*DIRECTIONS*. Set all the entries down once more, with nothing altered.

*EXERCISE INPUTS*.
§ §
use serde::{Deserialize, Serialize};
use std::collections::HashMap;
use std::path::{Path, PathBuf};

use crate::error::Result;

/// Endpoint selection for a profile
#[derive(Debug, Clone, PartialEq, Serialize, Deserialize)]
#[serde(tag = "kind", rename_all = "lowercase")]
pub enum EndpointConfig {
    /// Remote generation endpoint reached over HTTP
    #[serde(rename = "http")]
    Http {
        /// Full URL of the generate route
        #[serde(default = "default_endpoint_url")]
        url: String,
        /// Connect timeout in seconds (no timeout when absent)
        #[serde(default)]
        connect_timeout_secs: Option<u64>,
    },
    /// Scripted endpoint for offline use and tests
    #[serde(rename = "mock")]
    Mock {
        /// TOML file with scripted responses
        #[serde(default)]
        responses_file: Option<PathBuf>,
    },
}

impl Default for EndpointConfig {
    fn default() -> Self {
        EndpointConfig::Http { url: default_endpoint_url(), connect_timeout_secs: None }
    }
}

fn default_endpoint_url() -> String {
    "http://127.0.0.1:5000/generate".to_string()
}

/// A named deployment target
#[derive(Debug, Clone, Serialize, Deserialize)]
#[serde(deny_unknown_fields)]
pub struct Profile {
    /// Profile name
    pub name: String,

    /// Where prompts are sent
    #[serde(default)]
    pub endpoint: EndpointConfig,

    /// Example prompts offered while the transcript is empty
    #[serde(default)]
    pub suggestions: Vec<String>,
}

/// Logging section of config.toml
#[derive(Debug, Clone, PartialEq, Serialize, Deserialize)]
#[serde(deny_unknown_fields)]
pub struct LoggingConfig {
    #[serde(default = "default_log_level")]
    pub level: String,
    #[serde(default = "default_log_format")]
    pub format: String,
    #[serde(default)]
    pub file: FileLoggingConfig,
}

impl Default for LoggingConfig {
    fn default() -> Self {
        Self { level: default_log_level(), format: default_log_format(), file: FileLoggingConfig::default() }
    }
}

fn default_log_level() -> String {
    "warn".to_string()
}

fn default_log_format() -> String {
    "pretty".to_string()
}

/// File output for logs
#[derive(Debug, Clone, PartialEq, Default, Serialize, Deserialize)]
#[serde(deny_unknown_fields)]
pub struct FileLoggingConfig {
    #[serde(default)]
    pub enabled: bool,
    /// Overrides the default log directory
    #[serde(default)]
    pub directory: Option<PathBuf>,
}

/// Root configuration structure for config.toml
#[derive(Debug, Clone, Serialize, Deserialize)]
#[serde(deny_unknown_fields)]
pub struct Config {
    /// Default profile name
    #[serde(default = "default_profile")]
    pub default_profile: String,

    /// Named profiles
    pub profiles: HashMap<String, Profile>,

    #[serde(default)]
    pub logging: LoggingConfig,
}

fn default_profile() -> String {
    "local".to_string()
}

impl Config {
    /// Load configuration from a TOML string
    pub fn from_toml_str(toml_str: &str) -> Result<Self> {
        let config: Config = toml::from_str(toml_str).map_err(|e| crate::Error::Config(ConfigError::from(e).to_string()))?;
        config.validate()?;
        Ok(config)
    }

    /// Load configuration from a file
    pub fn from_file(path: &Path) -> Result<Self> {
        let content = std::fs::read_to_string(path)?;
        Self::from_toml_str(&content)
    }

    /// Get the default profile
    pub fn default_profile(&self) -> Result<&Profile> {
        self.profile(&self.default_profile)
    }

    /// Get a profile by name
    pub fn profile(&self, name: &str) -> Result<&Profile> {
        self.profiles
            .get(name)
            .ok_or_else(|| crate::Error::Config(ConfigError::ProfileNotFound(name.to_string()).to_string()))
    }

    /// Get all profile names, sorted
    pub fn profile_names(&self) -> Vec<String> {
        let mut names: Vec<String> = self.profiles.keys().cloned().collect();
        names.sort();
        names
    }

    fn validate(&self) -> Result<()> {
        use crate::Error;

        if !self.profiles.contains_key(&self.default_profile) {
            return Err(Error::Config(
                ConfigError::ProfileNotFound(self.default_profile.clone()).to_string(),
            ));
        }

        for (name, profile) in &self.profiles {
            if let EndpointConfig::Http { url, connect_timeout_secs } = &profile.endpoint {
                if !(url.starts_with("http://") || url.starts_with("https://")) {
                    return Err(Error::Config(
                        ConfigError::InvalidUrl { profile: name.clone(), url: url.clone() }.to_string(),
                    ));
                }

                if *connect_timeout_secs == Some(0) {
                    return Err(Error::Config(ConfigError::ZeroTimeout(name.clone()).to_string()));
                }
            }
        }

        Ok(())
    }

    /// Get example configuration (as a string)
    pub fn example() -> &'static str {
        r#"# Tidings Configuration Example

# Profile used when --profile is not given
default_profile = "local"

# Development server on this machine
[profiles.local]
name = "local"
suggestions = [
    "Who are you?",
    "Write a quicksort implementation in Python",
    "What can you do?",
    "Write a small function that calls an HTTP API",
]

[profiles.local.endpoint]
kind = "http"
url = "http://127.0.0.1:5000/generate"
# connect_timeout_secs = 10

# Shared deployment
[profiles.deploy]
name = "deploy"

[profiles.deploy.endpoint]
kind = "http"
url = "http://chat.example.internal:5000/generate"
connect_timeout_secs = 10

# Scripted responses, no network
# [profiles.offline]
# name = "offline"
# [profiles.offline.endpoint]
# kind = "mock"
# responses_file = "mock.toml"

[logging]
# Filter directive, overridden by TIDINGS_LOG / RUST_LOG
level = "warn"
# "pretty", "json" or "compact"
format = "pretty"

[logging.file]
enabled = false
# directory = "/var/log/tidings"
"#
    }
}

impl Default for Config {
    fn default() -> Self {
        Config { default_profile: default_profile(), profiles: HashMap::new(), logging: LoggingConfig::default() }
    }
}

/// Configuration-specific errors
#[derive(Debug, thiserror::Error)]
pub enum ConfigError {
    /// Profile not found
    #[error("profile not found: {0}")]
    ProfileNotFound(String),

    /// Endpoint URL is not http(s)
    #[error("invalid endpoint url for profile '{profile}': {url}")]
    InvalidUrl { profile: String, url: String },

    /// Connect timeout of zero seconds
    #[error("connect timeout must be positive for profile '{0}'")]
    ZeroTimeout(String),

    /// TOML parse error
    #[error("TOML parse error: {0}")]
    TomlParse(String),
}

impl From<toml::de::Error> for ConfigError {
    fn from(err: toml::de::Error) -> Self {
        ConfigError::TomlParse(err.to_string())
    }
}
§ §
*ANSWER SPACE*.
use serde::{Deserialize, Serialize};
use std::collections::HashMap;
use std::path::{Path, PathBuf};

use crate::error::Result;

/// Endpoint selection for a profile
#[derive(Debug, Clone, PartialEq, Serialize, Deserialize)]
#[serde(tag = "kind", rename_all = "lowercase")]
pub enum EndpointConfig {
    /// Remote generation endpoint reached over HTTP
    #[serde(rename = "http")]
    Http {
        /// Full URL of the generate route
        #[serde(default = "default_endpoint_url")]
        url: String,
        /// Connect timeout in seconds (no timeout when absent)
        #[serde(default)]
        connect_timeout_secs: Option<u64>,
    },
    /// Scripted endpoint for offline use and tests
    #[serde(rename = "mock")]
    Mock {
        /// TOML file with scripted responses
        #[serde(default)]
        responses_file: Option<PathBuf>,
    },
}

impl Default for EndpointConfig {
    fn default() -> Self {
        EndpointConfig::Http { url: default_endpoint_url(), connect_timeout_secs: None }
    }
}

fn default_endpoint_url() -> String {
    "http://127.0.0.1:5000/generate".to_string()
}

/// A named deployment target
#[derive(Debug, Clone, Serialize, Deserialize)]
#[serde(deny_unknown_fields)]
pub struct Profile {
    /// Profile name
    pub name: String,

    /// Where prompts are sent
    #[serde(default)]
    pub endpoint: EndpointConfig,

    /// Example prompts offered while the transcript is empty
    #[serde(default)]
    pub suggestions: Vec<String>,
}

/// Logging section of config.toml
#[derive(Debug, Clone, PartialEq, Serialize, Deserialize)]
#[serde(deny_unknown_fields)]
pub struct LoggingConfig {
    #[serde(default = "default_log_level")]
    pub level: String,
    #[serde(default = "default_log_format")]
    pub format: String,
    #[serde(default)]
    pub file: FileLoggingConfig,
}

impl Default for LoggingConfig {
    fn default() -> Self {
        Self { level: default_log_level(), format: default_log_format(), file: FileLoggingConfig::default() }
    }
}

fn default_log_level() -> String {
    "warn".to_string()
}

fn default_log_format() -> String {
    "pretty".to_string()
}

/// File output for logs
#[derive(Debug, Clone, PartialEq, Default, Serialize, Deserialize)]
#[serde(deny_unknown_fields)]
pub struct FileLoggingConfig {
    #[serde(default)]
    pub enabled: bool,
    /// Overrides the default log directory
    #[serde(default)]
    pub directory: Option<PathBuf>,
}

/// Root configuration structure for config.toml
#[derive(Debug, Clone, Serialize, Deserialize)]
#[serde(deny_unknown_fields)]
pub struct Config {
    /// Default profile name
    #[serde(default = "default_profile")]
    pub default_profile: String,

    /// Named profiles
    pub profiles: HashMap<String, Profile>,

    #[serde(default)]
    pub logging: LoggingConfig,
}

fn default_profile() -> String {
    "local".to_string()
}

impl Config {
    /// Load configuration from a TOML string
    pub fn from_toml_str(toml_str: &str) -> Result<Self> {
        let config: Config = toml::from_str(toml_str).map_err(|e| crate::Error::Config(ConfigError::from(e).to_string()))?;
        config.validate()?;
        Ok(config)
    }

    /// Load configuration from a file
    pub fn from_file(path: &Path) -> Result<Self> {
        let content = std::fs::read_to_string(path)?;
        Self::from_toml_str(&content)
    }

    /// Get the default profile
    pub fn default_profile(&self) -> Result<&Profile> {
        self.profile(&self.default_profile)
    }

    /// Get a profile by name
    pub fn profile(&self, name: &str) -> Result<&Profile> {
        self.profiles
            .get(name)
            .ok_or_else(|| crate::Error::Config(ConfigError::ProfileNotFound(name.to_string()).to_string()))
    }

    /// Get all profile names, sorted
    pub fn profile_names(&self) -> Vec<String> {
        let mut names: Vec<String> = self.profiles.keys().cloned().collect();
        names.sort();
        names
    }

    fn validate(&self) -> Result<()> {
        use crate::Error;

        if !self.profiles.contains_key(&self.default_profile) {
            return Err(Error::Config(
                ConfigError::ProfileNotFound(self.default_profile.clone()).to_string(),
            ));
        }

        for (name, profile) in &self.profiles {
            if let EndpointConfig::Http { url, connect_timeout_secs } = &profile.endpoint {
                if !(url.starts_with("http://") || url.starts_with("https://")) {
                    return Err(Error::Config(
                        ConfigError::InvalidUrl { profile: name.clone(), url: url.clone() }.to_string(),
                    ));
                }

                if *connect_timeout_secs == Some(0) {
                    return Err(Error::Config(ConfigError::ZeroTimeout(name.clone()).to_string()));
                }
            }
        }

        Ok(())
    }

    /// Get example configuration (as a string)
    pub fn example() -> &'static str {
        r#"# Tidings Configuration Example

# Profile used when --profile is not given
default_profile = "local"

# Development server on this machine
[profiles.local]
name = "local"
suggestions = [
    "Who are you?",
    "Write a quicksort implementation in Python",
    "What can you do?",
    "Write a small function that calls an HTTP API",
]

[profiles.local.endpoint]
kind = "http"
url = "http://127.0.0.1:5000/generate"
# connect_timeout_secs = 10

# Shared deployment
[profiles.deploy]
name = "deploy"

[profiles.deploy.endpoint]
kind = "http"
url = "http://chat.example.internal:5000/generate"
connect_timeout_secs = 10

# Scripted responses, no network
# [profiles.offline]
# name = "offline"
# [profiles.offline.endpoint]
# kind = "mock"
# responses_file = "mock.toml"

[logging]
# Filter directive, overridden by TIDINGS_LOG / RUST_LOG
level = "warn"
# "pretty", "json" or "compact"
format = "pretty"

[logging.file]
enabled = false
# directory = "/var/log/tidings"
"#
    }
}

impl Default for Config {
    fn default() -> Self {
        Config { default_profile: default_profile(), profiles: HashMap::new(), logging: LoggingConfig::default() }
    }
}

/// Configuration-specific errors
#[derive(Debug, thiserror::Error)]
pub enum ConfigError {
    /// Profile not found
    #[error("profile not found: {0}")]
    ProfileNotFound(String),

    /// Endpoint URL is not http(s)
    #[error("invalid endpoint url for profile '{profile}': {url}")]
    InvalidUrl { profile: String, url: String },

    /// Connect timeout of zero seconds
    #[error("connect timeout must be positive for profile '{0}'")]
    ZeroTimeout(String),

    /// TOML parse error
    #[error("TOML parse error: {0}")]
    TomlParse(String),
}

impl From<toml::de::Error> for ConfigError {
    fn from(err: toml::de::Error) -> Self {
        ConfigError::TomlParse(err.to_string())
    }
}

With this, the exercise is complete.